In my mind, that’s a lot of bug-prone, hard-to-read boilerplate for creating a model.

With Brace, the code is much simpler.

1
2
3
4
5
6
7
8
9
10
11
12
13
14
15
16
17
18
19
20
21
22
23
24
25
26
27
28
29
var Project = Brace.Model.extend({
    namedAttributes : {
        'key' : 'string',
        'name' : 'string'
    }
});

var Repository = Brace.Model.extend({
    namedAttributes : {
        'name' : 'string',
        'slug' : 'string',
        'project' : Project
    }
});

var Ref = Brace.Model.extend({
    namedAttributes : {
        id : 'string',
        repository : Repository
    }
});

var PullRequest = Brace.Model.extend({
    namedAttributes : {
        id : 'number',
        //...
        fromRef : Ref
    }
});

Now it’s one-third of the lines, and so much easier to read. Brace lets you declaratively define the types of your Model’s properties using the namedAttributes property.

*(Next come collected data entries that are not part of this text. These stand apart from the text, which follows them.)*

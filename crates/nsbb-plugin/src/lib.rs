//! Plugin contract between the nsbb host and its extensions.
//!
//! A plugin implements [`ForumPlugin`]; every hook has a no-op default so a
//! plugin only overrides what it needs. The host keeps plugins in a
//! [`PluginRegistry`] and calls hooks through it, in registration order.
//!
//! Hook points:
//!
//! | Hook                          | When the host calls it                         |
//! |-------------------------------|------------------------------------------------|
//! | `migrations`                  | startup, after core migrations                 |
//! | `extend_registration_form`    | building the registration form                 |
//! | `registration_form_fragment`  | rendering the registration form                |
//! | `on_user_registered`          | after the new user row is committed            |
//! | `on_registration_rejected`    | a submitted registration did not go through    |
//! | `post_author_info`            | rendering a post's author block                |
//! | `block_rules` / `render_strategies` | building the post renderer               |

mod error;
pub mod form;
mod registry;

pub use error::PluginError;
pub use form::{FormField, RegistrationForm, SubmissionId};
pub use registry::PluginRegistry;

use nsbb_db::Migration;
use nsbb_markup::{BlockRule, RenderStrategy};
use nsbb_types::{Post, User};
use rusqlite::Connection;
use std::sync::Arc;

/// A forum extension.
///
/// Hooks taking a [`Connection`] are called from a blocking thread and may
/// run SQL directly.
pub trait ForumPlugin: Send + Sync {
    /// Stable identifier used in logs.
    fn name(&self) -> &'static str;

    /// Embedded migrations, run after the core set. Names must be unique
    /// across all plugins.
    fn migrations(&self) -> &'static [Migration] {
        &[]
    }

    /// Appends fields (with their validators) to the registration form.
    fn extend_registration_form(&self, _form: &mut RegistrationForm) {}

    /// HTML for the fields this plugin added, placed before the submit button.
    fn registration_form_fragment(&self, _form: &RegistrationForm) -> Option<String> {
        None
    }

    /// The user `username` has been committed from the form `submission`.
    fn on_user_registered(
        &self,
        _conn: &Connection,
        _username: &str,
        _submission: SubmissionId,
    ) -> Result<(), PluginError> {
        Ok(())
    }

    /// The form `submission` for `username` failed validation or could not
    /// be committed.
    fn on_registration_rejected(&self, _username: &str, _submission: SubmissionId) {}

    /// Extra HTML shown next to the author of `post`.
    fn post_author_info(
        &self,
        _conn: &Connection,
        _user: &User,
        _post: &Post,
    ) -> Result<Option<String>, PluginError> {
        Ok(None)
    }

    /// Block rules, tried at each line start before markdown.
    fn block_rules(&self) -> Vec<Arc<dyn BlockRule>> {
        Vec::new()
    }

    /// Render strategies, consulted in order.
    fn render_strategies(&self) -> Vec<Arc<dyn RenderStrategy>> {
        Vec::new()
    }
}
use crate::PLUGIN_NAME;
use nsbb_db::UserError;
use nsbb_plugin::PluginError;
use thiserror::Error;

/// Errors from the registration binder and nation storage.
#[derive(Debug, Error)]
pub enum NationStatesError {
    /// The registration-completed event fired for a username that never
    /// went through nation validation in this process.
    #[error("no pending nation assignment for user '{0}'")]
    NoPendingEntry(String),

    #[error("user not found: {0}")]
    UserNotFound(String),

    #[error(transparent)]
    User(#[from] UserError),

    #[error("database error: {0}")]
    Database(#[from] rusqlite::Error),
}

impl From<NationStatesError> for PluginError {
    fn from(err: NationStatesError) -> Self {
        match err {
            NationStatesError::User(e) => PluginError::User(e),
            NationStatesError::Database(e) => PluginError::Database(e),
            other => PluginError::Hook {
                plugin: PLUGIN_NAME,
                message: other.to_string(),
            },
        }
    }
}
//! Registration fields: nation name and verification code.

use crate::pending::PendingAssignments;
use crate::verify::NsApiClient;
use async_trait::async_trait;
use nsbb_markup::escape_html;
use nsbb_plugin::form::{AllowedChars, FieldValidator, Required, ValidationError};
use nsbb_plugin::{FormField, RegistrationForm};

/// Host field holding the username the pending entry is keyed by.
pub const USERNAME_FIELD: &str = "username";
pub const NATION_FIELD: &str = "nation";
pub const CHECKSUM_FIELD: &str = "nation_checksum";

pub const NATION_REQUIRED: &str = "A NationStates nation is required to register";
pub const CHECKSUM_REQUIRED: &str = "A code is required to verify your nation";
pub const INVALID_NATION_CHARS: &str = "Invalid characters in nation name";
pub const CODE_INCORRECT: &str = "Code incorrect";

/// Letters, digits, underscore, space and hyphen.
pub fn is_nation_name_char(c: char) -> bool {
    c.is_ascii_alphanumeric() || matches!(c, '_' | ' ' | '-')
}

pub fn nation_name_validator() -> AllowedChars {
    AllowedChars::new(is_nation_name_char, INVALID_NATION_CHARS)
}

/// Validates the verification code against the API and records the outcome
/// in the pending table.
///
/// API failures never block registration: they are logged and the user is
/// recorded as having no nation. A code the API rejects fails validation and
/// records nothing. If the nation field already failed, no request is made.
#[derive(Debug, Clone)]
pub struct ChecksumVerifier {
    client: NsApiClient,
    pending: PendingAssignments,
}

impl ChecksumVerifier {
    pub fn new(client: NsApiClient, pending: PendingAssignments) -> Self {
        Self { client, pending }
    }
}

#[async_trait]
impl FieldValidator for ChecksumVerifier {
    async fn validate(
        &self,
        form: &RegistrationForm,
        field: &FormField,
    ) -> Result<(), ValidationError> {
        let Some(nation_field) = form.field(NATION_FIELD) else {
            return Ok(());
        };
        if nation_field.has_errors() {
            return Ok(());
        }

        let nation = nation_field.value.as_str();
        let username = form.value(USERNAME_FIELD).unwrap_or_default();

        match self.client.verify(nation, &field.value).await {
            Ok(true) => {
                tracing::debug!(username, nation, "nation verified");
                self.pending
                    .record(username, form.submission(), Some(nation.to_string()));
                Ok(())
            }
            Ok(false) => Err(ValidationError::new(CODE_INCORRECT)),
            Err(e) => {
                tracing::error!(username, nation, error = %e, "error verifying nation");
                self.pending.record(username, form.submission(), None);
                Ok(())
            }
        }
    }
}

/// The two fields this plugin adds to the registration form.
pub fn nation_fields(
    client: NsApiClient,
    pending: PendingAssignments,
    verify_page_url: &str,
) -> [FormField; 2] {
    let nation = FormField::new(NATION_FIELD, "Nation name")
        .validator(Required::new(NATION_REQUIRED))
        .validator(nation_name_validator());

    let checksum = FormField::new(CHECKSUM_FIELD, "Verification code")
        .description_html(format!(
            "Get your code from <a href=\"{}\">this page</a>",
            escape_html(verify_page_url)
        ))
        .placeholder("Verification code")
        .validator(Required::new(CHECKSUM_REQUIRED))
        .validator(ChecksumVerifier::new(client, pending));

    [nation, checksum]
}

#[cfg(test)]
mod tests {
    use super::*;

    #[test]
    fn nation_charset() {
        let v = nation_name_validator();
        for name in ["Testlandia", "great_britain", "The Far-Away Isles", "a", "1999"] {
            assert!(v.matches(name), "{name} should be accepted");
        }
        for name in ["", "Test.landia", "<script>", "Ünited", "tab\there", "semi;colon"] {
            assert!(!v.matches(name), "{name:?} should be rejected");
        }
    }

    #[test]
    fn every_ascii_char_outside_the_class_is_rejected() {
        let v = nation_name_validator();
        for byte in 0u8..128 {
            let c = char::from(byte);
            let expected = c.is_ascii_alphanumeric() || c == '_' || c == ' ' || c == '-';
            assert_eq!(v.matches(&format!("ok{c}")), expected, "char {byte}");
        }
    }
}
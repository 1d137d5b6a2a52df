//! Moves the pending nation onto the user once registration completed.

use crate::error::NationStatesError;
use crate::pending::PendingAssignments;
use crate::store;
use nsbb_plugin::SubmissionId;
use rusqlite::Connection;

/// Consumes the entry `submission` left for `username` and stores it on the
/// user.
///
/// A missing entry means the completion event fired without this process
/// having validated the form; that is reported as
/// [`NationStatesError::NoPendingEntry`] and not papered over.
pub fn bind_pending_nation(
    conn: &Connection,
    pending: &PendingAssignments,
    username: &str,
    submission: SubmissionId,
) -> Result<Option<String>, NationStatesError> {
    let user = nsbb_db::get_user_by_username(conn, username)?
        .ok_or_else(|| NationStatesError::UserNotFound(username.to_string()))?;
    let nation = pending
        .take(username, submission)
        .ok_or_else(|| NationStatesError::NoPendingEntry(username.to_string()))?;

    store::set_user_nation(conn, user.id, nation.as_deref())?;
    tracing::info!(
        user_id = user.id,
        nation = nation.as_deref().unwrap_or("<none>"),
        "assigned user nation"
    );

    Ok(nation)
}
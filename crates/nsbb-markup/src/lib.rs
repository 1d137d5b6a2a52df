//! Post markup for the nsbb forum.
//!
//! Rendering is split in two layers:
//!
//! - a [`BlockParser`] that cuts a post into blocks, consulting an ordered
//!   list of [`BlockRule`]s and leaving everything else as markdown;
//! - a [`PostRenderer`] that turns each block into HTML through an ordered
//!   list of [`RenderStrategy`]s, the first strategy with an opinion winning.
//!   Markdown blocks go through CommonMark, with their text runs handed to
//!   the first text strategy.
//!
//! Plugins contribute rules and strategies; the host composes them into a
//! single renderer. Nothing here knows which plugins exist.

mod block;
mod escape;
mod render;
mod tags;

pub use block::{Block, BlockParser, BlockRule, RmbQuote, RmbQuoteRule};
pub use escape::escape_html;
pub use render::{
    PostRenderer, QuoteTemplate, RenderStrategy, RmbQuoteStrategy, TagFormatterStrategy,
    DEFAULT_QUOTE_TEMPLATE,
};
pub use tags::{display_name, LinkKind, TagFormatter};
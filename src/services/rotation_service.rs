use std::collections::HashSet;

use sea_orm::{
    ColumnTrait, DatabaseConnection, EntityTrait, QueryFilter, QueryOrder, QuerySelect,
};
use serde::{Deserialize, Serialize};

use crate::database::entities::{
    active_ingredients, active_ingredients::Entity as ActiveIngredients, ingredient_efficacy,
    ingredient_efficacy::Entity as IngredientEfficacy, irac_groups,
    irac_groups::Entity as IracGroups, usage_history, usage_history::Entity as UsageHistory,
};
use crate::errors::AdvisoryError;

/// Number of most recent applications that block a mode of action from
/// being reused on the same user/plot/pest combination.
pub const ROTATION_WINDOW: u64 = 3;

/// Canonical form of an IRAC group code. Legacy catalog rows store the
/// code padded, so every comparison goes through this one function.
pub fn canonical_group_id(raw: &str) -> String {
    raw.trim().to_string()
}

#[derive(Clone, Copy, Debug, PartialEq, Eq, Serialize, Deserialize)]
#[serde(rename_all = "SCREAMING_SNAKE_CASE")]
pub enum RecommendationStatus {
    Blocked,
    Recommended,
}

#[derive(Clone, Debug, Serialize, Deserialize)]
pub struct GroupRecommendation {
    pub g_id: String,
    pub g_name: String,
    pub moa_summary: String,
    pub status: RecommendationStatus,
}

#[derive(Clone, Debug, Serialize, Deserialize)]
pub struct RotationAdvice {
    /// Group codes of the last applications, newest first, repeats kept.
    pub recent_history: Vec<String>,
    pub recommendations: Vec<GroupRecommendation>,
}

/// The resistance-rotation recommendation engine. Stateless; every call
/// reads the history window and the efficacy universe and joins them in
/// memory.
pub struct RotationService {
    db: DatabaseConnection,
}

impl RotationService {
    pub fn new(db: DatabaseConnection) -> Self {
        Self { db }
    }

    /// Label every MoA group effective against `pest_id` as BLOCKED or
    /// RECOMMENDED for this user and plot.
    ///
    /// A failure on either read aborts the whole call; a partial answer
    /// could present a blocked group as safe.
    pub async fn recommend(
        &self,
        user_id: i32,
        plot_name: &str,
        pest_id: i32,
    ) -> Result<RotationAdvice, AdvisoryError> {
        if user_id <= 0 {
            return Err(AdvisoryError::invalid_argument("user_id is required"));
        }
        if plot_name.trim().is_empty() {
            return Err(AdvisoryError::invalid_argument("plot_name is required"));
        }

        // The window and the candidate universe touch disjoint tables, so
        // the two reads are issued concurrently.
        let (recent_history, universe) = tokio::try_join!(
            self.recent_group_window(user_id, plot_name, pest_id),
            self.effective_groups(pest_id),
        )?;

        let recommendations = label_groups(universe, &recent_history);

        Ok(RotationAdvice {
            recent_history,
            recommendations,
        })
    }

    /// The K most recent group codes for exactly this user/plot/pest,
    /// newest first, canonicalized.
    async fn recent_group_window(
        &self,
        user_id: i32,
        plot_name: &str,
        pest_id: i32,
    ) -> Result<Vec<String>, AdvisoryError> {
        let rows = UsageHistory::find()
            .filter(usage_history::Column::UserId.eq(user_id))
            .filter(usage_history::Column::PlotName.eq(plot_name))
            .filter(usage_history::Column::PestId.eq(pest_id))
            .order_by_desc(usage_history::Column::AppliedAt)
            .limit(ROTATION_WINDOW)
            .all(&self.db)
            .await?;

        Ok(rows
            .into_iter()
            .map(|row| canonical_group_id(&row.group_id))
            .collect())
    }

    /// Distinct IRAC groups with any efficacy entry against the pest,
    /// independent of any user's history. Assembled from the catalog
    /// tables in memory. An unknown pest yields an empty universe.
    async fn effective_groups(
        &self,
        pest_id: i32,
    ) -> Result<Vec<irac_groups::Model>, AdvisoryError> {
        let efficacy_rows = IngredientEfficacy::find()
            .filter(ingredient_efficacy::Column::PestId.eq(pest_id))
            .all(&self.db)
            .await?;

        let ingredient_ids: Vec<i32> = efficacy_rows
            .iter()
            .map(|row| row.ingredient_id)
            .collect::<HashSet<_>>()
            .into_iter()
            .collect();
        if ingredient_ids.is_empty() {
            return Ok(Vec::new());
        }

        let ingredients = ActiveIngredients::find()
            .filter(active_ingredients::Column::Id.is_in(ingredient_ids))
            .all(&self.db)
            .await?;

        let group_ids: Vec<String> = ingredients
            .into_iter()
            .map(|ingredient| ingredient.group_id)
            .collect::<HashSet<_>>()
            .into_iter()
            .collect();
        if group_ids.is_empty() {
            return Ok(Vec::new());
        }

        let groups = IracGroups::find()
            .filter(irac_groups::Column::Id.is_in(group_ids))
            .all(&self.db)
            .await?;

        Ok(groups)
    }
}

/// Partition the candidate universe against the recent window. Group ids
/// are compared in canonical form; a universe that reaches the same
/// canonical code through differently padded rows collapses to one entry.
fn label_groups(
    universe: Vec<irac_groups::Model>,
    recent_history: &[String],
) -> Vec<GroupRecommendation> {
    let blocked: HashSet<&str> = recent_history.iter().map(String::as_str).collect();

    let mut seen = HashSet::new();
    let mut recommendations = Vec::new();
    for group in universe {
        let g_id = canonical_group_id(&group.id);
        if !seen.insert(g_id.clone()) {
            continue;
        }
        let status = if blocked.contains(g_id.as_str()) {
            RecommendationStatus::Blocked
        } else {
            RecommendationStatus::Recommended
        };
        recommendations.push(GroupRecommendation {
            g_id,
            g_name: group.name,
            moa_summary: group.moa_summary,
            status,
        });
    }
    recommendations
}
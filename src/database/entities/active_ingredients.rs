use sea_orm::entity::prelude::*;
use serde::{Deserialize, Serialize};

#[derive(Clone, Debug, PartialEq, DeriveEntityModel, Serialize, Deserialize)]
#[sea_orm(table_name = "active_ingredients")]
pub struct Model {
    #[sea_orm(primary_key)]
    pub id: i32,
    pub name: String,
    pub group_id: String,
    pub action_type: String,
}

#[derive(Copy, Clone, Debug, EnumIter, DeriveRelation)]
pub enum Relation {
    #[sea_orm(
        belongs_to = "super::irac_groups::Entity",
        from = "Column::GroupId",
        to = "super::irac_groups::Column::Id"
    )]
    IracGroups,
    #[sea_orm(has_many = "super::trade_products::Entity")]
    TradeProducts,
    #[sea_orm(has_many = "super::ingredient_efficacy::Entity")]
    IngredientEfficacy,
}

impl Related<super::irac_groups::Entity> for Entity {
    fn to() -> RelationDef {
        Relation::IracGroups.def()
    }
}

impl Related<super::trade_products::Entity> for Entity {
    fn to() -> RelationDef {
        Relation::TradeProducts.def()
    }
}

impl Related<super::ingredient_efficacy::Entity> for Entity {
    fn to() -> RelationDef {
        Relation::IngredientEfficacy.def()
    }
}

impl ActiveModelBehavior for ActiveModel {}
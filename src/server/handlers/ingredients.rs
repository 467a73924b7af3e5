use axum::{
    extract::{Path, State},
    http::StatusCode,
    response::Json,
};
use sea_orm::{ActiveModelTrait, EntityTrait, Set};
use serde::{Deserialize, Serialize};

use crate::database::entities::{active_ingredients, active_ingredients::Entity as ActiveIngredients};
use crate::errors::AdvisoryError;
use crate::server::app::AppState;
use crate::services::catalog_service::resolve_group;
use crate::services::{CatalogService, IngredientSummary};

#[derive(Serialize, Deserialize)]
pub struct CreateIngredientRequest {
    pub c_name: String,
    pub g_id: String,
    pub action_type: String,
}

#[derive(Serialize, Deserialize)]
pub struct UpdateIngredientRequest {
    pub c_name: String,
    pub g_id: String,
    pub action_type: String,
}

pub async fn list_ingredients(
    State(state): State<AppState>,
) -> Result<Json<Vec<IngredientSummary>>, AdvisoryError> {
    let ingredients = CatalogService::new(state.db.clone())
        .ingredients_with_groups()
        .await?;

    Ok(Json(ingredients))
}

pub async fn create_ingredient(
    State(state): State<AppState>,
    Json(payload): Json<CreateIngredientRequest>,
) -> Result<Json<active_ingredients::Model>, AdvisoryError> {
    if payload.c_name.trim().is_empty() {
        return Err(AdvisoryError::invalid_argument("c_name is required"));
    }

    let group = resolve_group(&state.db, &payload.g_id)
        .await?
        .ok_or_else(|| {
            AdvisoryError::invalid_argument(format!("unknown IRAC group '{}'", payload.g_id))
        })?;

    let ingredient = active_ingredients::ActiveModel {
        name: Set(payload.c_name),
        group_id: Set(group.id),
        action_type: Set(payload.action_type),
        ..Default::default()
    }
    .insert(&state.db)
    .await?;

    Ok(Json(ingredient))
}

pub async fn update_ingredient(
    State(state): State<AppState>,
    Path(id): Path<i32>,
    Json(payload): Json<UpdateIngredientRequest>,
) -> Result<Json<active_ingredients::Model>, AdvisoryError> {
    let ingredient = ActiveIngredients::find_by_id(id)
        .one(&state.db)
        .await?
        .ok_or_else(|| AdvisoryError::not_found("active ingredient", id))?;

    if payload.c_name.trim().is_empty() {
        return Err(AdvisoryError::invalid_argument("c_name is required"));
    }

    let group = resolve_group(&state.db, &payload.g_id)
        .await?
        .ok_or_else(|| {
            AdvisoryError::invalid_argument(format!("unknown IRAC group '{}'", payload.g_id))
        })?;

    let mut ingredient: active_ingredients::ActiveModel = ingredient.into();
    ingredient.name = Set(payload.c_name);
    ingredient.group_id = Set(group.id);
    ingredient.action_type = Set(payload.action_type);

    let ingredient = ingredient.update(&state.db).await?;

    Ok(Json(ingredient))
}

pub async fn delete_ingredient(
    State(state): State<AppState>,
    Path(id): Path<i32>,
) -> Result<StatusCode, AdvisoryError> {
    CatalogService::new(state.db.clone())
        .delete_ingredient(id)
        .await?;

    Ok(StatusCode::NO_CONTENT)
}
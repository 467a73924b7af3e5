use axum::{
    extract::{Path, State},
    http::StatusCode,
    response::Json,
};
use sea_orm::{ActiveModelTrait, EntityTrait, QueryOrder, Set};
use serde::{Deserialize, Serialize};

use crate::database::entities::{pests, pests::Entity as Pests};
use crate::errors::AdvisoryError;
use crate::server::app::AppState;
use crate::services::{CatalogService, PestSolution};

#[derive(Serialize, Deserialize)]
pub struct CreatePestRequest {
    pub pest_name: String,
    pub pest_type: String,
    pub description: Option<String>,
}

#[derive(Serialize, Deserialize)]
pub struct UpdatePestRequest {
    pub pest_name: String,
    pub pest_type: String,
    pub description: Option<String>,
}

pub async fn list_pests(
    State(state): State<AppState>,
) -> Result<Json<Vec<pests::Model>>, AdvisoryError> {
    let pests = Pests::find()
        .order_by_asc(pests::Column::Name)
        .all(&state.db)
        .await?;

    Ok(Json(pests))
}

pub async fn get_pest(
    State(state): State<AppState>,
    Path(id): Path<i32>,
) -> Result<Json<pests::Model>, AdvisoryError> {
    let pest = Pests::find_by_id(id)
        .one(&state.db)
        .await?
        .ok_or_else(|| AdvisoryError::not_found("pest", id))?;

    Ok(Json(pest))
}

pub async fn create_pest(
    State(state): State<AppState>,
    Json(payload): Json<CreatePestRequest>,
) -> Result<Json<pests::Model>, AdvisoryError> {
    if payload.pest_name.trim().is_empty() {
        return Err(AdvisoryError::invalid_argument("pest_name is required"));
    }
    if payload.pest_type.trim().is_empty() {
        return Err(AdvisoryError::invalid_argument("pest_type is required"));
    }

    let pest = pests::ActiveModel {
        name: Set(payload.pest_name),
        pest_type: Set(payload.pest_type),
        description: Set(payload.description),
        ..Default::default()
    }
    .insert(&state.db)
    .await?;

    Ok(Json(pest))
}

pub async fn update_pest(
    State(state): State<AppState>,
    Path(id): Path<i32>,
    Json(payload): Json<UpdatePestRequest>,
) -> Result<Json<pests::Model>, AdvisoryError> {
    let pest = Pests::find_by_id(id)
        .one(&state.db)
        .await?
        .ok_or_else(|| AdvisoryError::not_found("pest", id))?;

    if payload.pest_name.trim().is_empty() {
        return Err(AdvisoryError::invalid_argument("pest_name is required"));
    }

    let mut pest: pests::ActiveModel = pest.into();
    pest.name = Set(payload.pest_name);
    pest.pest_type = Set(payload.pest_type);
    pest.description = Set(payload.description);

    let pest = pest.update(&state.db).await?;

    Ok(Json(pest))
}

pub async fn delete_pest(
    State(state): State<AppState>,
    Path(id): Path<i32>,
) -> Result<StatusCode, AdvisoryError> {
    CatalogService::new(state.db.clone()).delete_pest(id).await?;

    Ok(StatusCode::NO_CONTENT)
}

/// Legacy flat listing: every ingredient known to work on the pest with
/// its group, efficacy and an example product.
pub async fn list_solutions(
    State(state): State<AppState>,
    Path(id): Path<i32>,
) -> Result<Json<Vec<PestSolution>>, AdvisoryError> {
    let solutions = CatalogService::new(state.db.clone())
        .solutions_for_pest(id)
        .await?;

    Ok(Json(solutions))
}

When you pass in a string, it will use typeof to validate the type of that property. When you give it a function, it will use that function as a constructor and coerce any input to be instanceof that function. And with syntax inspired by Mongoose, passing in an array like [ ‘number’ ] as the type signifies that the property must be an array of numbers.

Brace is open-source and available on Bitbucket. The readme contains more details on the syntax. Check it out!

If validation and coercion aren’t your cup of tea, or you’re interested in separating your related models in your JSON, also check out Backbone-relational which offers alternative ways to represent your object relationships, but without the type validation.